15 de julio 2002 - 00:00

Una alternativa para devolver los dólares

El seguro fracaso, al que se encamina el plan oficial de canje voluntario de depósitos reprogramados por bonos, hace indispensable un nuevo cambio de estrategia en la búsqueda de una solución al corralón. No se puede dar lugar a otro papelón como el que provocó la desierta licitación de BODEN 2005 del viernes anterior.

Pero el nuevo camino que se intente no debe consistir en un canje forzoso, ya que no será aprobado por la Corte Suprema y dejará lesionada por mucho tiempo la relación de ahorristas y bancos. Presionar a la Corte para que haga la vista gorda no es lo adecuado. Tampoco puede optarse por la vía de la licuación de los ahorros que derivaría de una hiperemisión de pesos. El "corralón" es un problema muy serio y debe ser solucionado para que desaparezca de una vez de nuestros horizontes. Pero no cualquier forma de desaparición será una verdadera solución y el gobierno está obligado a pensar en el largo plazo.

• Opciones

El Decreto 905 que instrumentó el plan de bonos obliga al ahorrista a elegir entre dos alternativas, que son ambas perjudiciales. Si opta por los bonos, mantiene la moneda de origen de sus depósitos (dólares) pero debe aceptar un nuevo deudor que está en quiebra (el Estado). Si mantiene los depósitos reprogramados, sigue vinculado con su deudor original (su propio banco), pero pierde la moneda de origen (queda pesificado). Como esta elección lo obliga a ceder alguno de sus derechos básicos, los que ya han sido objeto de defensa por parte de varios jueces, la Corte Suprema tampoco podrá avalar este Decreto.

La solución al problema debe buscarse dentro del respeto de esos derechos, lo que implica necesariamente volver a dolarizar los depósitos reprogramados y mantener la obligación de los bancos de devolverlos a sus ahorristas. De este modo, además, se podrá reconstituir la muy deteriorada relación banco-ahorrista, de la cual depende el futuro del sistema financiero argentino. Obviamente, dada la falta de liquidez sistémica, el plazo de devolución debe mantenerse reprogramado, es decir, entre enero de 2003 y agosto de 2005. Esta postergación no ha sido considerada violatoria por parte de los jueces, ya que no afecta el patrimonio depositado sino sólo su disponibilidad inmediata, la que queda justificada en la emergencia que impone una corrida bancaria como la actual, que está «congelada» pero no superada.

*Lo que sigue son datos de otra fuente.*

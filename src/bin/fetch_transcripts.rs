use clap::Parser;
use podcast_transcripts::{config, util, Client, Config};
use simple_error::SimpleResult;
use std::path::PathBuf;
use std::time::Duration;

/// Download podcast transcripts from an RSS feed.
#[derive(Parser, Debug)]
#[command(version)]
struct Args {
    /// RSS feed URL
    url: String,

    /// Output directory
    #[arg(long, env = "TRANSCRIPTS_OUTPUT", default_value = config::DEFAULT_OUTPUT)]
    output: PathBuf,

    /// Request timeout in seconds
    #[arg(long, env = "TRANSCRIPTS_TIMEOUT", default_value_t = config::DEFAULT_TIMEOUT_SECS)]
    timeout: u64,

    /// Prefix file names with the publication date
    #[arg(long, env = "TRANSCRIPTS_DATE_PREFIX")]
    date_prefix: bool,

    /// Skip writing the combined transcript file
    #[arg(long, env = "TRANSCRIPTS_NO_AGGREGATE")]
    no_aggregate: bool,

    /// Log spec, overridden by RUST_LOG
    #[arg(long, default_value = "info")]
    log_level: String,
}

fn main() -> SimpleResult<()> {
    let args = Args::parse();
    let _log = util::init_log(&args.log_level).map_err(util::to_simple)?;

    let config = Config {
        output: args.output,
        timeout: Duration::from_secs(args.timeout),
        date_prefix: args.date_prefix,
        aggregate: !args.no_aggregate,
        ..Default::default()
    };
    log::debug!("{:?}", config);

    let client = Client::new(config.timeout, &config.user_agent);
    podcast_transcripts::run(&client, &args.url, &config).map_err(|e| {
        log::error!("Error fetching feed: {}", e);
        util::to_simple(e)
    })?;
    Ok(())
}
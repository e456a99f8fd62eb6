use crate::entity::{Episode, Podcast};
use crate::error::{Error, FeedError, Result};
use crate::model::{Item, Transcript};
use quick_xml::{
    events::{BytesStart, Event},
    Reader,
};
use std::io::BufRead;

type XmlResult<T> = std::result::Result<T, quick_xml::Error>;

/// A parsed channel header plus the lazy sequence of its items.
pub struct Feed<R: BufRead> {
    podcast: Podcast,
    items: Items<R>,
}

impl<'a> Feed<&'a [u8]> {
    pub fn from_bytes(bytes: &'a [u8]) -> Result<Self> {
        Feed::parse(bytes)
    }
}

impl<R: BufRead> Feed<R> {
    /// Reads the channel up to its first `<item>`. Fails when the
    /// document is malformed before that point or has no channel title.
    pub fn parse(r: R) -> Result<Self> {
        let mut items = Items::new(r);
        let title = items
            .read_header()?
            .map(|t| t.trim().to_string())
            .filter(|t| !t.is_empty())
            .ok_or(Error::MissingTitle)?;
        Ok(Feed {
            podcast: Podcast { title },
            items,
        })
    }

    pub fn podcast(&self) -> &Podcast {
        &self.podcast
    }

    pub fn into_parts(self) -> (Podcast, Items<R>) {
        (self.podcast, self.items)
    }

    /// Only the items that carry a transcript link.
    pub fn episodes(self) -> impl Iterator<Item = std::result::Result<Episode, FeedError>> {
        self.items.filter_map(|res| match res {
            Ok(item) => Episode::from_item(&item).map(Ok),
            Err(e) => Some(Err(e)),
        })
    }
}

struct Element {
    name: Vec<u8>,
    attrs: Vec<(Vec<u8>, String)>,
}

impl Element {
    fn read(start: &BytesStart) -> XmlResult<Self> {
        let mut attrs = Vec::new();
        for attr in start.attributes() {
            let attr = attr?;
            let value = match attr.unescape_value() {
                Ok(v) => v.into_owned(),
                Err(_) => String::from_utf8_lossy(&attr.value).into_owned(),
            };
            attrs.push((attr.key.local_name().as_ref().to_vec(), value));
        }
        Ok(Element {
            name: start.name().as_ref().to_vec(),
            attrs,
        })
    }

    fn local_name(&self) -> &[u8] {
        local_part(&self.name)
    }

    fn is_prefixed(&self) -> bool {
        self.name.contains(&b':')
    }

    fn attr(&self, key: &str) -> Option<&str> {
        self.attrs
            .iter()
            .find(|(k, _)| k.as_slice() == key.as_bytes())
            .map(|(_, v)| v.as_str())
    }
}

enum Node {
    Open(Element),
    Empty(Element),
    Text(String),
    /// Local name of the closing tag.
    Close(Vec<u8>),
    Eof,
    Skip,
}

fn local_part(name: &[u8]) -> &[u8] {
    match name.iter().position(|b| *b == b':') {
        Some(i) => &name[i + 1..],
        None => name,
    }
}

fn read_node<R: BufRead>(reader: &mut Reader<R>, buf: &mut Vec<u8>) -> XmlResult<Node> {
    buf.clear();
    let node = match reader.read_event_into(buf)? {
        Event::Start(e) => Node::Open(Element::read(&e)?),
        Event::Empty(e) => Node::Empty(Element::read(&e)?),
        // stray html entities in titles are common, keep the raw text
        Event::Text(t) => Node::Text(match t.unescape() {
            Ok(s) => s.into_owned(),
            Err(_) => String::from_utf8_lossy(&t).into_owned(),
        }),
        Event::CData(c) => Node::Text(String::from_utf8_lossy(&c.into_inner()).into_owned()),
        Event::End(e) => Node::Close(local_part(e.name().as_ref()).to_vec()),
        Event::Eof => Node::Eof,
        _ => Node::Skip,
    };
    Ok(node)
}

/// Lazy, single pass iterator over the `<item>` elements of a feed.
///
/// Unbalanced tags (raw `<br>` in a description and the like) are
/// tolerated: a closing tag unwinds to its matching open element.
pub struct Items<R: BufRead> {
    reader: Reader<R>,
    buf: Vec<u8>,
    stack: Vec<Vec<u8>>,
    current: Option<Item>,
    /// A self-closed `<item/>` met while reading the header.
    ready: Option<Item>,
    item_depth: usize,
    next_index: usize,
    done: bool,
}

impl<R: BufRead> Items<R> {
    fn new(r: R) -> Self {
        let mut reader = Reader::from_reader(r);
        reader.trim_text(true);
        reader.check_end_names(false);
        Items {
            reader,
            buf: Vec::new(),
            stack: Vec::new(),
            current: None,
            ready: None,
            item_depth: 0,
            next_index: 0,
            done: false,
        }
    }

    fn next_node(&mut self) -> std::result::Result<Node, FeedError> {
        read_node(&mut self.reader, &mut self.buf).map_err(|source| FeedError::Xml {
            position: self.reader.buffer_position(),
            source,
        })
    }

    /// Consumes the channel header, stopping right after the first `<item>` opens.
    fn read_header(&mut self) -> std::result::Result<Option<String>, FeedError> {
        let mut title: Option<String> = None;
        loop {
            match self.next_node()? {
                Node::Open(el) => {
                    self.stack.push(el.local_name().to_vec());
                    if el.local_name() == b"item" {
                        self.open_item();
                        return Ok(title);
                    }
                }
                Node::Empty(el) => {
                    if el.local_name() == b"item" {
                        self.ready = Some(self.new_item());
                        return Ok(title);
                    }
                }
                Node::Text(text) => {
                    if self.in_channel_title() {
                        title.get_or_insert_with(String::new).push_str(&text);
                    }
                }
                Node::Close(name) => self.close(&name),
                Node::Eof => {
                    self.done = true;
                    return Ok(title);
                }
                Node::Skip => {}
            }
        }
    }

    fn in_channel_title(&self) -> bool {
        let n = self.stack.len();
        n >= 2 && self.stack[n - 1].as_slice() == b"title" && self.stack[n - 2].as_slice() == b"channel"
    }

    /// Pops back to the innermost open element called `name`.
    fn close(&mut self, name: &[u8]) {
        match self.stack.iter().rposition(|open| open.as_slice() == name) {
            Some(pos) => {
                if pos + 1 != self.stack.len() {
                    log::warn!(
                        "Malformed feed data detected: </{}> closes unclosed <{}> at byte {}",
                        String::from_utf8_lossy(name),
                        String::from_utf8_lossy(&self.stack[self.stack.len() - 1]),
                        self.reader.buffer_position()
                    );
                }
                self.stack.truncate(pos);
            }
            None => log::warn!(
                "Malformed feed data detected: stray </{}> at byte {}",
                String::from_utf8_lossy(name),
                self.reader.buffer_position()
            ),
        }
    }

    fn new_item(&mut self) -> Item {
        let item = Item {
            index: self.next_index,
            ..Default::default()
        };
        self.next_index += 1;
        item
    }

    fn open_item(&mut self) {
        self.item_depth = self.stack.len();
        self.current = Some(self.new_item());
    }

    fn collect(&mut self, el: &Element) {
        let item = match self.current.as_mut() {
            Some(item) => item,
            None => return,
        };
        let local = el.local_name();
        if local == b"transcript" && el.is_prefixed() {
            item.transcripts.push(Transcript {
                url: el.attr("url").unwrap_or_default().to_string(),
                mime: el.attr("type").map(str::to_string),
            });
        } else if local == b"link" && el.attr("rel") == Some("transcript") {
            item.transcript_links.push(Transcript {
                url: el.attr("href").unwrap_or_default().to_string(),
                mime: el.attr("type").map(str::to_string),
            });
        }
    }

    fn collect_text(&mut self, text: &str) {
        let item = match self.current.as_mut() {
            Some(item) => item,
            None => return,
        };
        if self.stack.len() != self.item_depth + 1 {
            return;
        }
        let field = match self.stack.last().map(Vec::as_slice) {
            Some(b"title") => &mut item.title,
            Some(b"pubDate") => &mut item.pub_date,
            _ => return,
        };
        field.get_or_insert_with(String::new).push_str(text);
    }
}

impl<R: BufRead> Iterator for Items<R> {
    type Item = std::result::Result<Item, FeedError>;

    fn next(&mut self) -> Option<Self::Item> {
        if let Some(item) = self.ready.take() {
            return Some(Ok(item));
        }
        if self.done {
            return None;
        }
        loop {
            let node = match self.next_node() {
                Ok(node) => node,
                Err(e) => {
                    self.done = true;
                    return Some(Err(e));
                }
            };
            match node {
                Node::Open(el) => {
                    self.stack.push(el.local_name().to_vec());
                    if self.current.is_none() && el.local_name() == b"item" {
                        self.open_item();
                    } else {
                        self.collect(&el);
                    }
                }
                Node::Empty(el) => {
                    if self.current.is_none() && el.local_name() == b"item" {
                        return Some(Ok(self.new_item()));
                    }
                    self.collect(&el);
                }
                Node::Text(text) => self.collect_text(&text),
                Node::Close(name) => {
                    self.close(&name);
                    if self.current.is_some() && self.stack.len() < self.item_depth {
                        return self.current.take().map(Ok);
                    }
                }
                Node::Eof => {
                    self.done = true;
                    return self.current.take().map(Ok);
                }
                Node::Skip => {}
            }
        }
    }
}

Para que la devolución de esos dólares sea factible, el Estado debe hacerse cargo de la diferencia que media entre el valor del dólar al momento de su devolución al ahorrista y el valor de los activos con los cuales los bancos deben hacer frente a ella.
Ello está justificado porque el descalce entre activos y pasivos se debió al subsidio a los deudores en dólares (que fueron pesificados a $ 1 + CER), una decisión que tomó el Estado y por la cual debe pagar.

De este modo, el ahorrista recibirá lo que depositó y los bancos no tendrán que afrontar un problema extraordinario de liquidez. Sucede que en las condiciones actuales, si nadie optase por el canje, deberán devolver todos los depósitos a $ 1,40 + CER, cuando gran parte de sus activos quedaron pesificados a $ 1 + CER. Los $ 0,40 de diferencia (que sumarían hasta $ 27.000 millones) los recibirían en bonos que vencen entre agosto de 2003 y febrero de 2007, más tarde que los depósitos. Este esquema significa que nuevamente sería el sector privado, a través del sistema financiero, quien debería financiar al Estado por el monto del subsidio a los deudores que entregó.

Si se instrumenta una propuesta como la elaborada por EXANTE, que fue presentada por el senador Pablo Walter y otros legisladores de partidos provinciales y del justicialismo, los bancos sólo afrontarán los vencimientos a los que ellos mismos se comprometieron, pagando $ 1 + CER por cada dólar recibido en depósito, sin tener que enfrentar exigencias adicionales. En las actuales circunstancias, esto ya significa demasiado esfuerzo, el que no todos los bancos podrán afrontar.

Por último, el costo fiscal de esta alternativa es sensiblemente inferior al que prevé el gobierno, ya que no supera los u$s 2.200 millones, de los cuales en 2003 se insumen menos de la mitad. Los cálculos oficiales del plan de bonos van de los u$s 7.000 millones a los u$s 12.000 millones.